# conformity in school



## King Moonracer (Oct 12, 2010)

Hey. I have to do this sociology group project garbage and our topic is conformity. Im covering authority conformity in schools. What are some examples of this? I know that some schools have school uniforms, what are the punishements and things that can create a negative effect on students?


----------



## mjhea0 (Oct 1, 2009)

You could talk about how the public school system's true goal is indoctrination rather than education. Kids are taught how to behave. In my experiences, we had to take certain classes, fed certain knowledge. History, for example, is either ignored, or flat out changed in certain cases. Plus, with No Child Left Behind, teachers started teaching for the standardized tests--they had to start teaching what the government said they should be teaching in order for their school to continue getting funded publicly.


----------



## King Moonracer (Oct 12, 2010)

mjhea0 said:


> You could talk about how the public school system's true goal is indoctrination rather than education.
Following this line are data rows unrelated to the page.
//! Allocation and deallocation transition rules.
//!
//! Every rule is a function from the incoming state to at most one
//! successor state per feasible branch; diagnostics are a side output
//! through the context. A rule that cannot classify its operand returns the
//! state unchanged — unresolvable values are "nothing to track", not
//! errors.

use ebb_exec::{eval_mul, CheckerContext, Condition, PathError, ProgramState};
use ebb_sym::{CallExpr, Loc, MemSpace, Region, SVal};

use crate::checker::AllocChecker;
use crate::state::{alloc_map, RefState};

impl AllocChecker {
    /// `malloc(size)`: allocate with undefined contents.
    pub(crate) fn malloc_mem(
        &self,
        call: &CallExpr,
        ctx: &mut CheckerContext<'_>,
    ) -> Result<(), PathError> {
        let state = ctx.state().clone();
        let size = call.arg(0).map_or(SVal::Unknown, |e| state.sval_of(e));
        if let Some(next) = self.malloc_mem_aux(call, size, SVal::Undefined, &state, ctx)? {
            ctx.add_transition(next);
        }
        Ok(())
    }

    /// An attribute-declared allocator: size from the attribute's argument
    /// index when it names one, unknown otherwise. Contents undefined.
    pub(crate) fn attr_alloc(
        &self,
        call: &CallExpr,
        size_arg: Option<u32>,
        ctx: &mut CheckerContext<'_>,
    ) -> Result<(), PathError> {
        let state = ctx.state().clone();
        let size = size_arg
            .and_then(|idx| call.arg(idx as usize))
            .map_or(SVal::Unknown, |e| state.sval_of(e));
        if let Some(next) = self.malloc_mem_aux(call, size, SVal::Undefined, &state, ctx)? {
            ctx.add_transition(next);
        }
        Ok(())
    }

    /// `calloc(count, element_size)`: allocate `count * element_size`
    /// zero-filled bytes. Overflow semantics belong to the engine's
    /// arithmetic, not to this rule.
    pub(crate) fn calloc_mem(
        &self,
        call: &CallExpr,
        ctx: &mut CheckerContext<'_>,
    ) -> Result<(), PathError> {
        let state = ctx.state().clone();
        let (Some(count_expr), Some(elem_expr)) = (call.arg(0), call.arg(1)) else {
            return Ok(());
        };
        let total = eval_mul(&state.sval_of(count_expr), &state.sval_of(elem_expr));
        if let Some(next) = self.malloc_mem_aux(call, total, SVal::Int(0), &state, ctx)? {
            ctx.add_transition(next);
        }
        Ok(())
    }

    /// The shared allocation rule: conjure a fresh symbol and region for
    /// the call's result, fill it with `init`, constrain its extent to the
    /// size when the size is defined, and start tracking the symbol as
    /// allocated-unchecked.
    ///
    /// Yields `None` only when the engine cannot produce a symbolic region
    /// for the result — nothing to track, not an error.
    pub(crate) fn malloc_mem_aux(
        &self,
        call: &CallExpr,
        size: SVal,
        init: SVal,
        state: &ProgramState,
        ctx: &mut CheckerContext<'_>,
    ) -> Result<Option<ProgramState>, PathError> {
        let (symbol, region) = ctx.conjure_region();
        let ret = SVal::Loc(Loc::Region(region));

        let mut next = state.bind_expr(call.expr, ret);
        next = next.bind_default(region, init);
        // An added path constraint, not a hard failure: if the size is
        // unknowable the extent simply stays unconstrained.
        if size.is_defined() {
            next = next.set_extent(symbol, size);
        }

        let map = alloc_map(&next).enter(symbol, RefState::AllocatedUnchecked(ctx.point()))?;
        tracing::debug!(symbol = symbol.raw(), ?size, "tracking allocation");
        Ok(Some(next.set_slot(map)))
    }

    /// `free(ptr)`: terminal release of argument 0.
    pub(crate) fn free_mem(
        &self,
        call: &CallExpr,
        ctx: &mut CheckerContext<'_>,
    ) -> Result<(), PathError> {
        let state = ctx.state().clone();
        if let Some(next) = self.free_mem_aux(call, 0, &state, false, ctx)? {
            ctx.add_transition(next);
        }
        Ok(())
    }

    /// An attribute-declared deallocator releasing argument `arg`;
    /// `hold` releases non-terminally.
    pub(crate) fn attr_free(
        &self,
        call: &CallExpr,
        arg: u32,
        hold: bool,
        ctx: &mut CheckerContext<'_>,
    ) -> Result<(), PathError> {
        let state = ctx.state().clone();
        if let Some(next) = self.free_mem_aux(call, arg as usize, &state, hold, ctx)? {
            ctx.add_transition(next);
        }
        Ok(())
    }

    /// The shared deallocation rule.
    ///
    /// Yields the successor state to continue with, or `None` when the
    /// path was pruned (bad free, double free) — the caller must not
    /// commit anything after a `None`.
    pub(crate) fn free_mem_aux(
        &self,
        call: &CallExpr,
        arg_index: usize,
        state: &ProgramState,
        hold: bool,
        ctx: &mut CheckerContext<'_>,
    ) -> Result<Option<ProgramState>, PathError> {
        let Some(arg_expr) = call.arg(arg_index) else {
            // An attribute can name an argument the call does not have.
            return Ok(Some(state.clone()));
        };
        let arg_val = state.sval_of(arg_expr);

        // Integers, unknown, and undefined values are not locations this
        // rule can say anything about; true null and garbage arguments are
        // other checkers' business.
        if !arg_val.is_loc() {
            return Ok(Some(state.clone()));
        }

        // Freeing null is defined and benign: the null branch is a no-op,
        // analysis continues on the non-null branch only.
        let branches = state.assume(&Condition::IsNull(arg_val), ctx.regions());
        let not_null = match (branches.if_false, branches.if_true) {
            (Some(not_null), _) => not_null,
            (None, Some(null_state)) => return Ok(Some(null_state)),
            (None, None) => return Ok(Some(state.clone())),
        };

        // Labels and literal addresses are locations without a region;
        // they never came from an allocator.
        let Some(arg_region) = arg_val.as_region() else {
            self.report_bad_free(&arg_val, &not_null, ctx);
            return Ok(None);
        };

        let base = ctx.regions().base_region(arg_region);

        // Blocks can surface as heap-looking data but must not be freed.
        if matches!(ctx.regions().region(base), Region::BlockData) {
            self.report_bad_free(&arg_val, &not_null, ctx);
            return Ok(None);
        }

        // Parameters, locals, statics, globals, and code shouldn't be
        // freed. Memory from outside the analyzed function lives in the
        // unknown space, so unknown must stay freeable: false negatives
        // over false positives.
        let space = ctx.regions().memory_space(base);
        if !matches!(space, MemSpace::Unknown | MemSpace::Heap) {
            self.report_bad_free(&arg_val, &not_null, ctx);
            return Ok(None);
        }

        let Region::Symbolic { symbol, .. } = ctx.regions().region(base) else {
            // Not a symbolic allocation: no claims about memory that did
            // not come from a tracked allocator.
            return Ok(Some(not_null));
        };
        let symbol = *symbol;

        let map = alloc_map(&not_null);
        let Some(entry) = map.get(symbol) else {
            // Untracked symbol, e.g. a pointer whose pointee was allocated
            // by a caller. Tracking it would need interprocedural analysis.
            return Ok(Some(not_null));
        };

        if entry.is_released() {
            self.report_double_free(&not_null, ctx);
            return Ok(None);
        }

        let released = if hold {
            RefState::Relinquished(ctx.point())
        } else {
            RefState::Released(ctx.point())
        };
        tracing::debug!(symbol = symbol.raw(), hold, "releasing allocation");
        let map = map.transition(symbol, released)?;
        Ok(Some(not_null.set_slot(map)))
    }

    /// `realloc(ptr, size)`: a three-way split.
    ///
    /// - `ptr == null`: exactly `malloc(size)`; a tracked null symbol is
    ///   marked released first so the null value itself never reads as a
    ///   leak.
    /// - `ptr != null, size == 0`: exactly `free(ptr)`, result undefined.
    /// - `ptr != null, size != 0`: `free(ptr)` then a fresh allocation of
    ///   the requested size. The old block's contents are not carried into
    ///   the new one.
    pub(crate) fn realloc_mem(
        &self,
        call: &CallExpr,
        ctx: &mut CheckerContext<'_>,
    ) -> Result<(), PathError> {
        let state = ctx.state().clone();
        let (Some(ptr_expr), Some(size_expr)) = (call.arg(0), call.arg(1)) else {
            return Ok(());
        };
        let ptr_val = state.sval_of(ptr_expr);

        let branches = state.assume(&Condition::IsNull(ptr_val), ctx.regions());

        if let Some(null_branch) = branches.if_true {
            let mut eq_state = null_branch;
            if let Some(symbol) = ctx.regions().loc_symbol_in_base(&ptr_val) {
                let map = alloc_map(&eq_state);
                if map.contains(symbol) {
                    let map = map.transition(symbol, RefState::Released(ctx.point()))?;
                    eq_state = eq_state.set_slot(map);
                }
            }
            let size = eq_state.sval_of(size_expr);
            if let Some(next) =
                self.malloc_mem_aux(call, size, SVal::Undefined, &eq_state, ctx)?
            {
                ctx.add_transition(next);
            }
        }

        if let Some(not_null) = branches.if_false {
            let size_val = not_null.sval_of(size_expr);
            let size_branches = not_null.assume(&Condition::IsZero(size_val), ctx.regions());

            if let Some(size_zero) = size_branches.if_true {
                if let Some(freed) = self.free_mem_aux(call, 0, &size_zero, false, ctx)? {
                    ctx.add_transition(freed.bind_expr(call.expr, SVal::Undefined));
                }
            }

            if let Some(size_nonzero) = size_branches.if_false {
                if let Some(freed) = self.free_mem_aux(call, 0, &size_nonzero, false, ctx)? {
                    let size = freed.sval_of(size_expr);
                    if let Some(next) =
                        self.malloc_mem_aux(call, size, SVal::Unknown, &freed, ctx)?
                    {
                        ctx.add_transition(next);
                    }
                }
            }
        }

        Ok(())
    }
}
Kids are taught how to behave. In my experiences, we had to take certain classes, fed certain knowledge. History, for example, is either ignored, or flat out changed in certain cases. Plus, with No Child Left Behind, teachers started teaching for the standardized tests--they had to start teaching what the government said they should be teaching in order for their school to continue getting funded publicly.


 You sure are right about the history thing. Im now learning in my college class that American history wasnt as perfect as everyone likes to see. Noone even wanted the constitution and we stole the country from indians. Its like everything i learned in highschool was wrong.


----------